Once single cells have been transferred into assay-compatible containers, samples undergo further processing depending on the specific application. This may involve snap-freezing cells or direct lysis with selected reagents. For single-cell transcriptomics, RNA from lysed cells must be barcoded and reverse-transcribed before NGS library preparation and sequencing. Each application has its own specific requirements, and the platform's flexibility ensures optimal sample preparation for each.

The GRID chamber technology underlying the platform represents a significant innovation in single-cell handling. These ultra-low volume chambers are ideally suited for easily verifying singularity, and once respective chambers have been selected, single cells can be automatically and flexibly transferred into various downstream formats. The chambers eliminate edge effects that plague traditional imaging approaches, providing clear visualization of individual cells and unambiguous confirmation of monoclonality.

Cell viability represents a critical concern in single-cell applications, as downstream analyses require healthy, intact cells to generate meaningful data. The platform addresses this through its ultra-gentle handling protocols and optional temperature control throughout the workflow. The gentle liquid handling minimizes mechanical stress on cells, while temperature control preserves cell integrity and prevents degradation of sensitive biomolecules. These features combine to maintain the highest possible cell viability from isolation through transfer.

The platform delivers consistent and reproducible performance across experiments, a crucial requirement for generating reliable scientific data. Automation eliminates the variability inherent in manual procedures, ensuring that each cell isolation follows identical protocols. This consistency enables researchers to conduct robust comparative studies and confidently interpret differences between samples as biological rather than technical variation.

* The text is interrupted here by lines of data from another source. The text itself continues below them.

impl<'a> Generator<'a> {
    pub fn new(config: SearchConfig, sink: &'a mut dyn GraphSink) -> Result<Self> {
        config.validate()?;
        let n = config.max_vertices;
        Ok(Generator {
            split_level: config.split_level(),
            cache: IsoCache::new(n),
            canon: Box::new(RefinementCanonicalizer::new()),
            planarity: Box::new(Dmp::new()),
            lemmas: if config.lemmas { standard_lemmas() } else { fallback_only() },
            rings: (0..=n).map(|_| PathRing::new()).collect(),
            sink,
            summary: RunSummary::new(n),
            split_counter: 0,
            counted: 0,
            progress: None,
            config,
        })
    }

    pub fn with_canonicalizer(mut self, canon: impl Canonicalizer + 'a) -> Self {
        self.canon = Box::new(canon);
        self
    }

    pub fn with_planarity_test(mut self, test: impl PlanarityTest + 'a) -> Self {
        self.planarity = Box::new(test);
        self
    }

    /// Reports accepted graphs on `bar` and the emitted count as its message.
    pub fn with_progress(mut self, bar: ProgressBar) -> Self {
        self.progress = Some(bar);
        self
    }

    pub fn config(&self) -> &SearchConfig {
        &self.config
    }

    /// Runs the whole search and flushes the sink.
    pub fn run(&mut self) -> Result<RunSummary> {
        info!(config = ?self.config, split_level = self.split_level, "starting search");
        for (name, seed) in self.seeds() {
            self.plant(&name, seed)?;
        }
        self.sink.finish()?;
        for level in self.summary.levels.iter().filter(|l| l.accepted + l.emitted > 0) {
            info!(
                order = level.order,
                accepted = level.accepted,
                emitted = level.emitted,
                "level summary"
            );
        }
        if let Some(bar) = &self.progress {
            bar.finish_with_message(format!("✔ {} graphs emitted", self.summary.emitted()));
        }
        Ok(self.summary.clone())
    }

    /// Starting graphs. Every critical graph other than `K_{k+1}` has an
    /// induced odd hole or odd antihole, so these cover all outputs.
    fn seeds(&self) -> Vec<(String, Graph)> {
        let (n, k) = (self.config.max_vertices, self.config.k);
        if self.config.from_single_vertex {
            return vec![("K1".to_string(), Graph::complete(1))];
        }
        let mut seeds = Vec::new();
        if k < n {
            seeds.push((format!("K{}", k + 1), Graph::complete(k + 1)));
        }
        for len in (5..=n).step_by(2) {
            seeds.push((format!("C{len}"), Graph::cycle(len)));
        }
        for len in (7..=n).step_by(2) {
            seeds.push((format!("co-C{len}"), Graph::antihole(len)));
        }
        seeds
    }

    fn plant(&mut self, name: &str, mut seed: Graph) -> Result<()> {
        let k = self.config.k;
        seed.set_capacity(self.config.max_vertices);
        let scope = Scope::All;
        if structurally_excluded(&self.config, self.planarity.as_mut(), &seed, scope)?
            || !free_of_induced_patterns(&self.config, &seed, scope)
        {
            debug!(seed = name, "seed outside the class");
            return Ok(());
        }
        let colourable = ColouringProblem::new(&seed).is_colourable(k);
        if !colourable && !is_vertex_critical(&seed, k, false) {
            debug!(seed = name, "seed is not critical");
            return Ok(());
        }
        let form = self.canon.canonical_form(&seed);
        if !self.cache.lookup_or_insert(form, seed.order()) {
            return Ok(());
        }
        info!(seed = name, order = seed.order(), colourable, "planting seed");
        self.settle(&mut seed, colourable)
    }

    /// Handles a graph that was just stored in the cache.
    fn settle(&mut self, g: &mut Graph, colourable: bool) -> Result<()> {
        let n = g.order();
        if colourable {
            self.summary.levels[n].accepted += 1;
            if let Some(bar) = &self.progress {
                bar.inc(1);
            }
            if !g.is_full() && self.take_split_branch(n) {
                self.extend(g)?;
            }
        } else if self.is_wanted(g) {
            self.emit(g)?;
        }
        Ok(())
    }

    fn is_wanted(&self, g: &mut Graph) -> bool {
        if self.config.vertex_critical || !self.config.edge_check {
            return true;
        }
        let config = &self.config;
        is_edge_critical(g, config.k, |h| free_of_induced_patterns(config, h, Scope::All))
    }

    fn emit(&mut self, g: &Graph) -> Result<()> {
        let n = g.order();
        // Every branch reaches the graphs up to the split level; branch 0 emits them.
        if self.config.split.is_some_and(|s| s.rest != 0) && n <= self.split_level {
            return Ok(());
        }
        self.sink.write(g)?;
        self.summary.levels[n].emitted += 1;
        debug!(order = n, edges = g.edge_count(), "emitted {g:?}");
        if let Some(bar) = &self.progress {
            bar.set_message(format!("{} emitted", self.summary.emitted()));
        }
        Ok(())
    }

    fn take_split_branch(&mut self, order: usize) -> bool {
        let Some(split) = self.config.split else {
            return true;
        };
        if self.split_level == 0 || order != self.split_level {
            return true;
        }
        let take = self.split_counter % split.modulo == split.rest;
        self.split_counter += 1;
        take
    }

    fn extend(&mut self, g: &mut Graph) -> Result<()> {
        let target = self.choose_target(g)?;
        trace!(order = g.order(), ?target, "extending");
        let rows = g.rows().to_vec();
        let triangle_free = self.config.triangle_free();
        for pass in target.passes(g) {
            for_each_extension(&rows, &pass, triangle_free, |nbhd| {
                self.try_child(g, nbhd, pass.check, Mode::Live)
            })?;
        }
        Ok(())
    }

    fn choose_target(&mut self, g: &mut Graph) -> Result<Target> {
        let fewest = self
            .config
            .least_children
            .is_some_and(|level| g.order() >= level);
        let ctx = LemmaContext {
            g: &*g,
            k: self.config.k,
        };
        let mut options = Vec::new();
        for lemma in &self.lemmas {
            options = if fewest {
                lemma.candidates(&ctx)
            } else {
                lemma.detect(&ctx).into_iter().collect()
            };
            if !options.is_empty() {
                trace!(lemma = lemma.name(), options = options.len(), "lemma applies");
                break;
            }
        }
        if options.len() <= 1 {
            return Ok(options.pop().unwrap_or(Target::Unrestricted));
        }
        self.fewest_children(g, options)
    }

    /// The target whose passes leave the fewest new children, by dry run.
    fn fewest_children(&mut self, g: &mut Graph, options: Vec<Target>) -> Result<Target> {
        let rows = g.rows().to_vec();
        let triangle_free = self.config.triangle_free();
        let mut best: Option<(u64, Target)> = None;
        for target in options {
            self.counted = 0;
            for pass in target.passes(g) {
                for_each_extension(&rows, &pass, triangle_free, |nbhd| {
                    self.try_child(g, nbhd, pass.check, Mode::Count)
                })?;
            }
            if best.as_ref().is_none_or(|(fewest, _)| self.counted < *fewest) {
                best = Some((self.counted, target));
            }
        }
        Ok(best.map_or(Target::Unrestricted, |(_, target)| target))
    }

    fn run_stage(&mut self, stage: Stage, child: &Graph, check: Option<ChildCheck>) -> Result<Verdict> {
        let config = &self.config;
        let k = config.k;
        let z = child.order() - 1;
        let scope = Scope::Newest(z);
        let failed = match stage {
            Stage::Structural => structurally_excluded(config, self.planarity.as_mut(), child, scope)?,
            Stage::ForbiddenCycle => config
                .cycle
                .is_some_and(|c| c > 3 && contains_induced_cycle(child, c, scope)),
            Stage::Destruction => matches!(
                check,
                Some(ChildCheck::ShareColour { removed, partner })
                    if !can_share_colour(child, k, removed, z, partner)
            ),
            Stage::ForbiddenPath => match config.path {
                Some(t) => contains_induced_path(child, t, scope, Some(&mut self.rings[z + 1])),
                None => false,
            },
            Stage::SmallPatterns => small_pattern_found(config, child, scope),
            Stage::LowDegreeRecheck => matches!(
                check,
                Some(ChildCheck::FreshColour { vertex, old_nbhd })
                    if !can_take_fresh_colour(child, k, vertex, z, old_nbhd)
            ),
        };
        Ok(if failed { stage.on_failure() } else { Verdict::Pass })
    }

    fn try_child(
        &mut self,
        g: &mut Graph,
        nbhd: VertexSet,
        check: Option<ChildCheck>,
        mode: Mode,
    ) -> Result<Verdict> {
        let mut child = g.push_vertex(nbhd);
        let n = child.order();
        for stage in PIPELINE {
            let verdict = self.run_stage(stage, &child, check)?;
            if verdict != Verdict::Pass {
                if mode == Mode::Live {
                    self.summary.count_prune(stage.name());
                }
                return Ok(verdict);
            }
        }

        let k = self.config.k;
        let colourable = ColouringProblem::new(&child).is_colourable(k);
        if !colourable && !is_vertex_critical(&child, k, true) {
            if mode == Mode::Live {
                self.summary.count_prune(NOT_CRITICAL);
            }
            return Ok(Verdict::Prune);
        }
        // An uncolourable child is a spanning subgraph of every superset, so
        // those cannot be edge-critical.
        let handled = if colourable || self.config.vertex_critical {
            Verdict::Pass
        } else {
            Verdict::PruneSupersets
        };

        let form = self.canon.canonical_form(&child);
        match mode {
            Mode::Count => {
                if !self.cache.contains(&form, n) {
                    self.counted += 1;
                }
            }
            Mode::Live => {
                if self.cache.lookup_or_insert(form, n) {
                    self.settle(&mut child, colourable)?;
                } else {
                    self.summary.count_prune(ISOMORPHIC);
                }
            }
        }
        Ok(handled)
    }
}

/// Runs a search and collects everything it emits.
pub fn generate(config: SearchConfig) -> Result<(Vec<Graph>, RunSummary)> {
    let mut sink = CollectSink::new();
    let summary = Generator::new(config, &mut sink)?.run()?;
    Ok((sink.into_graphs(), summary))
}

#[cfg(test)]
mod tests {
    use super::*;
    use crate::canon::CanonicalForm;
    use crate::config::Split;
    use std::collections::BTreeSet;

    fn forms(graphs: &[Graph]) -> BTreeSet<CanonicalForm> {
        let mut canon = RefinementCanonicalizer::new();
        graphs.iter().map(|g| canon.canonical_form(g)).collect()
    }

    fn odd_cycles(lengths: &[usize]) -> BTreeSet<CanonicalForm> {
        forms(&lengths.iter().map(|&l| Graph::cycle(l)).collect::<Vec<_>>())
    }

    #[test]
    fn stage_failures_map_to_verdicts() {
        assert_eq!(Stage::Structural.on_failure(), Verdict::PruneSupersets);
        assert_eq!(Stage::ForbiddenPath.on_failure(), Verdict::Prune);
        assert_eq!(Stage::LowDegreeRecheck.on_failure(), Verdict::PruneSupersets);
        assert_eq!(PIPELINE.len(), 6);
    }

    #[test]
    fn one_colour_gives_a_single_edge() {
        let (graphs, summary) = generate(SearchConfig::new(6, 1)).unwrap();
        assert_eq!(graphs, vec![Graph::complete(2)]);
        assert_eq!(summary.emitted(), 1);
    }

    #[test]
    fn two_colours_give_odd_cycles_from_seeds() {
        let (graphs, _) = generate(SearchConfig::new(9, 2)).unwrap();
        assert_eq!(forms(&graphs), odd_cycles(&[3, 5, 7, 9]));
    }

    #[test]
    fn two_colours_give_odd_cycles_from_a_single_vertex() {
        let mut config = SearchConfig::new(7, 2);
        config.from_single_vertex = true;
        let (graphs, summary) = generate(config).unwrap();
        assert_eq!(graphs.len(), 3);
        assert_eq!(forms(&graphs), odd_cycles(&[3, 5, 7]));
        assert!(summary.accepted() > 0);
    }

    #[test]
    fn forbidden_paths_cut_long_cycles() {
        let config = SearchConfig::from_tokens(&["9", "c2", "P6"]).unwrap();
        let (graphs, _) = generate(config).unwrap();
        assert_eq!(forms(&graphs), odd_cycles(&[3, 5]));
    }

    #[test]
    fn k4_comes_first_for_three_colours() {
        let config = SearchConfig::from_tokens(&["7", "c3", "P5"]).unwrap();
        let (graphs, _) = generate(config).unwrap();
        assert_eq!(graphs.first(), Some(&Graph::complete(4)));
        // W5 is P5-free and 4-critical.
        assert!(graphs.iter().any(|g| g.order() == 6 && g.edge_count() == 10));
    }

    #[test]
    fn split_branches_partition_the_output() {
        let whole = generate(SearchConfig::from_tokens(&["11", "c2"]).unwrap()).unwrap().0;
        let mut parts = Vec::new();
        for rest in 0..3 {
            let mut config = SearchConfig::new(11, 2);
            config.from_single_vertex = true;
            config.split = Some(Split { rest, modulo: 3 });
            parts.extend(generate(config).unwrap().0);
        }
        // Branches keep separate caches, so only the set of classes is compared.
        assert!(parts.len() >= whole.len());
        assert_eq!(forms(&parts), forms(&whole));
    }

    #[test]
    fn least_children_keeps_the_output() {
        let plain = SearchConfig::from_tokens(&["7", "c3", "P5"]).unwrap();
        let mut fewest = plain.clone();
        fewest.least_children = Some(4);
        assert_eq!(forms(&generate(plain).unwrap().0), forms(&generate(fewest).unwrap().0));
    }
}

Documentation and verification capabilities represent another important advantage of the system. The isoHub captures whole-chamber images that provide complete visual documentation of the isolation process. These images serve as permanent records confirming monoclonality and can be archived as part of experimental documentation. This level of verification and documentation far exceeds what is possible with traditional limiting dilution approaches, where visual confirmation of single cells is difficult and unreliable.

The wireless communication between the isoPick and isoHub exemplifies the platform's user-friendly design. This seamless integration eliminates the need for manual coordination between imaging and picking steps, reducing the potential for errors and streamlining the workflow. Researchers can focus on selecting cells of interest rather than managing technical details of the isolation process.

For researchers working with particularly sensitive cell types, the platform's optional temperature control provides essential protection for precious samples. Maintaining appropriate temperatures throughout the workflow prevents degradation of sensitive biomolecules and preserves cell viability, particularly important for applications like lipidomics and proteomics where molecular integrity is critical for accurate results.

The platform's modular design allows it to adapt to different experimental needs and scale from small pilot studies to large-scale screening projects. Whether researchers need to isolate a few dozen cells for detailed characterization or hundreds of cells for comprehensive profiling, the automated system handles the workload efficiently while maintaining consistent quality across all samples.

In summary, the iotaSciences single-cell picking platform represents a comprehensive solution for modern single-cell research. By combining gentle automated handling, flexible format compatibility, reliable monoclonality verification, and comprehensive documentation capabilities, the platform enables researchers to conduct single-cell omics studies with unprecedented efficiency and confidence. Whether investigating cellular heterogeneity in development, disease, or environmental responses, researchers can rely on this platform to deliver the high-quality single-cell isolations essential for generating meaningful biological insights.